Abstract

This term, the U.S. Supreme Court will consider the most significant LGBT-rights case since it recognized marriage equality: Masterpiece Cakeshop v. Colorado Civil Rights Commission. While the case is framed as a First Amendment case—whether antidiscrimination law, as applied to secular, for-profit business with Christian owners who oppose same-sex marriage on religious grounds, violates the owners’ Free Exercise and Free Speech rights—there is a secondary and subordinate argument lurking just below the surface, one that presents a risk of great harm to LGBT Americans if it is not exposed and rejected by the Court. This essay exposes that argument as one that is nothing more than a modernized version of the “status-conduct” argument—an argument used three decades ago to justify the Court’s decision in Bowers v.
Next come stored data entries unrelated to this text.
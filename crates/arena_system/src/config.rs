//! Service configuration.

use arena_net::Subjects;
use arena_net::subjects::{DEFAULT_PREFIX, QUEUE_GROUP};

/// Configuration for an action service process.
#[derive(Debug, Clone)]
pub struct ServiceConfig {
    /// Subject prefix (e.g. `"arena"`).
    pub prefix: String,
    /// Queue group shared by all instances of the service.
    pub queue_group: String,
    /// Optional NATS URL override (defaults to `NATS_URL` env or localhost).
    pub nats_url: Option<String>,
}

impl Default for ServiceConfig {
    fn default() -> Self {
        Self::new(DEFAULT_PREFIX)
    }
}

impl ServiceConfig {
    /// Create a config serving the subjects under `prefix`.
    #[must_use]
    pub fn new(prefix: impl Into<String>) -> Self {
        Self {
            prefix: prefix.into(),
            queue_group: QUEUE_GROUP.to_string(),
            nats_url: None,
        }
    }

    /// Override the NATS URL for this service.
    #[must_use]
    pub fn with_nats_url(mut self, url: impl Into<String>) -> Self {
        self.nats_url = Some(url.into());
        self
    }

    /// Override the queue group.
    #[must_use]
    pub fn with_queue_group(mut self, group: impl Into<String>) -> Self {
        self.queue_group = group.into();
        self
    }

    #[must_use]
    pub fn subjects(&self) -> Subjects {
        Subjects::new(self.prefix.clone())
    }
}

#[cfg(test)]
mod tests {
    use super::*;

    #[test]
    fn test_defaults() {
        let config = ServiceConfig::default();
        assert_eq!(config.prefix, "arena");
        assert_eq!(config.queue_group, QUEUE_GROUP);
        assert!(config.nats_url.is_none());
    }

    #[test]
    fn test_builder_overrides() {
        let config = ServiceConfig::new("dev")
            .with_nats_url("nats://10.0.0.5:4222")
            .with_queue_group("q.dev");
        assert_eq!(config.subjects().action(), "dev.action");
        assert_eq!(config.nats_url.as_deref(), Some("nats://10.0.0.5:4222"));
        assert_eq!(config.queue_group, "q.dev");
    }
}
//! Client side of the arena's NATS traffic.
//!
//! [`NatsConnection`] wraps an `async-nats` client and speaks MessagePack
//! when it publishes or answers a request.

use serde::Serialize;
use tracing::info;

use crate::error::NetError;

/// Server used when neither an explicit URL nor `NATS_URL` is given.
pub const DEFAULT_NATS_URL: &str = "nats://localhost:4222";

/// Environment override for the server URL.
pub const NATS_URL_ENV: &str = "NATS_URL";

/// A MessagePack-speaking handle on one NATS client.
#[derive(Debug, Clone)]
pub struct NatsConnection {
    client: async_nats::Client,
}

impl NatsConnection {
    /// Opens a connection to `url`, or to `NATS_URL`, or to
    /// [`DEFAULT_NATS_URL`], whichever is found first.
    ///
    /// # Errors
    ///
    /// Returns [`NetError::Connect`] if the server cannot be reached.
    pub async fn open(url: Option<&str>) -> Result<Self, NetError> {
        let url = match url {
            Some(url) => url.to_owned(),
            None => std::env::var(NATS_URL_ENV).unwrap_or_else(|_| DEFAULT_NATS_URL.to_owned()),
        };
        info!(%url, "opening NATS connection");
        let client = async_nats::connect(url.as_str()).await?;
        info!(%url, "NATS connection open");
        Ok(Self { client })
    }

    /// Broadcasts `message` on `subject`.
    ///
    /// # Errors
    ///
    /// Encode or publish failures.
    pub async fn publish<T: Serialize>(&self, subject: String, message: &T) -> Result<(), NetError> {
        let payload = crate::codec::encode(message)?;
        self.client.publish(subject, payload.into()).await?;
        Ok(())
    }

    /// Answer a request on its reply subject.
    ///
    /// # Errors
    ///
    /// Returns [`NetError::NoReplySubject`] when the message was published
    /// without one, or any encode/publish error.
    pub async fn respond<T: Serialize>(
        &self,
        request: &async_nats::Message,
        message: &T,
    ) -> Result<(), NetError> {
        let reply = request
            .reply
            .clone()
            .ok_or_else(|| NetError::NoReplySubject(request.subject.to_string()))?;
        let payload = crate::codec::encode(message)?;
        self.client.publish(reply, payload.into()).await?;
        Ok(())
    }

    /// Joins `group` on `subject`; each message reaches one member.
    ///
    /// # Errors
    ///
    /// [`NetError::Subscribe`] if the server refuses it.
    pub async fn queue_subscribe(
        &self,
        subject: String,
        group: &str,
    ) -> Result<async_nats::Subscriber, NetError> {
        Ok(self
            .client
            .queue_subscribe(subject, group.to_string())
            .await?)
    }
}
Hardwick and to deny LGBT Americans the protection of the law in all realms of life. The Religious Right has modernized the status-conduct argument in the seemingly neutral garb of the exalted American values of free speech and religious freedom: Christian business owners are not discriminating based on the status of the gay or lesbian customers when refusing same-sex wedding goods and services, but rather are refusing to participate in conduct—the act of marriage. We should not be fooled: In using this old trope in new garb, the Religious Right is attempting to achieve what Professor Reva Siegel calls “transformation-through-preservation”—a dynamic through which a group that opposes civil rights reform modernizes its rhetoric after a civil rights victory in an effort to maintain unequal status regimes. The Religious Right’s modernized status-conduct argument attempts to hide its real goal—ushering in an era of Gay Jim Crow. The essay urges the Court to expose and reject the Religious Right’s attempt at preservation-through-transformation. Failure to do so will preserve anti-equality status regimes by denying formal equality to LGBT Americans and will undermine the legitimacy of the Court’s prior LGBT-rights cases and thus the legitimacy of the Court itself.